Review says Novopay can be fixed, Joyce dishes out $6m to schools

Government has now spent upwards of $41 million on Talent2's dysfunctional teacher payroll system | Datacom continues to work on backup plan | RAW DATA: The full review.

Steven Joyce, the minister in charge of Novopay, has announced a $6 million compensation package for schools to “go some way to meeting the costs of additional work caused by the Novopay system.”

RAW DATA: Read the full review (PDF)

The one-off payment across the sector is calculated on a formula of $105 per full-time teacher, plus a $500 payment per school. That means a school with 5 full-time equivalents will receive $1025, while a school with 120 full-time equivalents will receive $13,100.

The money comes on top of a $5 million top-up for Novopay devloper and operator Talent2, and takes the total spent on the dysfunctional teacher payroll system to somewhere north of $41 million.

Technical review: Novopay can be fixed
This afternoon also saw the release of the technical review into Novopay, whose purpose was to establish whether Novopay can be "stabilised", or made to work properly.

The review says it can be stablised (a separate ministerial inquiry is looking into broader Novopay issues and is due to report  in May).

The report was carried out by Deloitte. Its three key findings:

  • Novopay core software platforms are not currently stable for delivery of the school payroll. This is driven by the backlog of systems issues largely relating to the high degree of customisation
     
  • Novopay can be made stable to deliver the school payroll for the next eight to 10 years provided there is greater effort by and capability of both the Ministry of Education and Talent2
     
  • Inadequate quality assurance processes have not adequately prevented incorrect data from being entered, and contributed to issues experienced by schools and their staff

On March 10, Mr Joyce pledged schools payroll workloads would return to their pre-Novopay debacle levels in three months.

Mr Joyce says a switch to former payroll provider Datacom is not out of the question.

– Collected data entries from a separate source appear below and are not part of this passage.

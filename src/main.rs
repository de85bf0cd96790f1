//! Adaptive Cache - admin server
//!
//! Runs the store, the computation unit and the maintenance task behind a
//! small admin HTTP API.

use std::net::SocketAddr;
use std::sync::Arc;

use anyhow::Context;
use tokio::signal;
use tracing::{info, warn};
use tracing_subscriber::{layer::SubscriberExt, util::SubscriberInitExt};

use adaptive_cache::api::{create_router, AppState};
use adaptive_cache::cache::{Clock, MemoryStore, SystemClock};
use adaptive_cache::config::Config;
use adaptive_cache::tasks::spawn_maintenance_task;
use adaptive_cache::worker::{ComputationUnit, WorkerClient};

/// Main entry point for the adaptive cache server.
///
/// # Startup Sequence
/// 1. Initialize tracing subscriber for logging
/// 2. Load configuration from environment variables
/// 3. Restore the store from its snapshot, if one is configured and present
/// 4. Spawn the computation unit and its client
/// 5. Start the background maintenance task
/// 6. Start HTTP server on configured port
/// 7. On SIGINT/SIGTERM stop maintenance and write the snapshot
#[tokio::main]
async fn main() -> anyhow::Result<()> {
    // Defaults to "info" level, can be overridden with RUST_LOG env var
    tracing_subscriber::registry()
        .with(
            tracing_subscriber::EnvFilter::try_from_default_env()
                .unwrap_or_else(|_| "adaptive_cache=info,tower_http=info".into()),
        )
        .with(tracing_subscriber::fmt::layer())
        .init();

    info!("Starting Adaptive Cache Server");

    let config = Config::from_env();
    info!(
        default_ttl_ms = config.default_ttl_ms,
        worker_timeout_ms = config.worker_timeout_ms,
        max_cache_bytes = config.max_cache_bytes,
        max_entries = config.max_entries,
        port = config.server_port,
        maintenance_interval = config.maintenance_interval,
        "Configuration loaded"
    );

    let clock: Arc<dyn Clock> = Arc::new(SystemClock);
    let store = match &config.snapshot_path {
        Some(path) if path.exists() => MemoryStore::load_snapshot(path, clock.clone())
            .with_context(|| format!("loading snapshot {}", path.display()))?,
        _ => MemoryStore::new(clock.clone()),
    };
    let store = Arc::new(store);
    info!(entries = store.len(), "Cache store initialized");

    let worker = Arc::new(WorkerClient::spawn(
        ComputationUnit::default(),
        config.worker_timeout(),
    ));
    let state = AppState::new(store.clone(), worker.clone(), clock.clone(), &config);

    let maintenance_handle = spawn_maintenance_task(
        store.clone(),
        state.tracker.clone(),
        worker,
        config.maintenance_budget(),
        config.maintenance_interval,
        clock,
    );
    info!("Background maintenance task started");

    let app = create_router(state);

    let addr = SocketAddr::from(([0, 0, 0, 0], config.server_port));
    let listener = tokio::net::TcpListener::bind(addr)
        .await
        .with_context(|| format!("binding {}", addr))?;
    info!("Server listening on http://{}", addr);

    axum::serve(listener, app)
        .with_graceful_shutdown(shutdown_signal())
        .await
        .context("serving HTTP")?;

    maintenance_handle.abort();
    warn!("Maintenance task aborted");

    if let Some(path) = &config.snapshot_path {
        let written = store
            .save_snapshot(path)
            .with_context(|| format!("writing snapshot {}", path.display()))?;
        info!(entries = written, path = %path.display(), "Snapshot written");
    }

    info!("Server shutdown complete");
    Ok(())
}

/// Waits for shutdown signal (Ctrl+C or SIGTERM).
async fn shutdown_signal() {
    let ctrl_c = async {
        if let Err(err) = signal::ctrl_c().await {
            warn!(error = %err, "Failed to listen for Ctrl+C");
            std::future::pending::<()>().await;
        }
    };

    #[cfg(unix)]
    let terminate = async {
        match signal::unix::signal(signal::unix::SignalKind::terminate()) {
            Ok(mut stream) => {
                stream.recv().await;
            }
            Err(err) => {
                warn!(error = %err, "Failed to install SIGTERM handler");
                std::future::pending::<()>().await;
            }
        }
    };

    #[cfg(not(unix))]
    let terminate = std::future::pending::<()>();

    tokio::select! {
        _ = ctrl_c => {
            info!("Received Ctrl+C, initiating shutdown...");
        }
        _ = terminate => {
            info!("Received SIGTERM, initiating shutdown...");
        }
    }
}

“That’s certainly possible…I’m not ruling it in or out. But on the balance of risks, it would not be responsible to make that call now.”

Working with Datacom
Mr Joyce says Datacom has been working with his staff and has done a good job to put together a backup plan, but he says he will not be making any decisions for six to eight weeks, after closely monitoring Novopay’s progress.

“There’s no love lost for either option. Truly you shouldn’t underestimate the challenges involved in winding back. All the advice I’ve received is the Datacom backup will need further development.”

However he has left the exact timing of the decision up for negotiation, saying he could make the decision in a shorter time period if needed.

Mr Joyce says it has been a trying time, one which has been widely acknowledged in the IT industry.

“A senior IT person in the industry said to me the other day - ‘the reality is most companies think about changing their payroll provider, and then never do, and there’s a reason for that.”

But Mr Joyce has ruled out completely re-tendering the system, saying it could take at least another two years to put brand new systems into place.

The technical review, written by Deloitte NZ chairman Murray Jack, says found Novopay can be made a stable payroll platform for the next eight to ten years, but it first requires a “materially elevated and sustained effort and capability by both the ministry and Talent2.”

The review outlines what course of action should be taken in the next three months:

  • The number of business issues being experienced needs to be reduced to a consistent level below 1% of staff reporting issues in any pay period, where extra errors are largely predictable in nature and managed through defined workarounds.
     
  • Outstanding defects, particularly in high severity categories, need to be reduced, for example to no ‘fatal’ defects and no more than 10 ‘very serious’ defects. As at March 7, there were no ‘fatal’ and 44 ‘very serious defects.’

But Mr Joyce has already flagged possible problems with pay period one – the first of the new financial year in April.

The technical review also wants an increase in Talent2 staffing levels, including a doubling of business consultants, to manage a resolution.

Deloitte also wants some immediate action to be taken:

  • Strengthen the current remediation programme to incorporate Deloitte’s recommendations, then finalise and execute the plan.
     
  • Establish robust performance management processes and checkpoints to monitor remediation progress.
     
  • Establish a dedicated team, with clear leadership accountability to manage resolution end-to-end.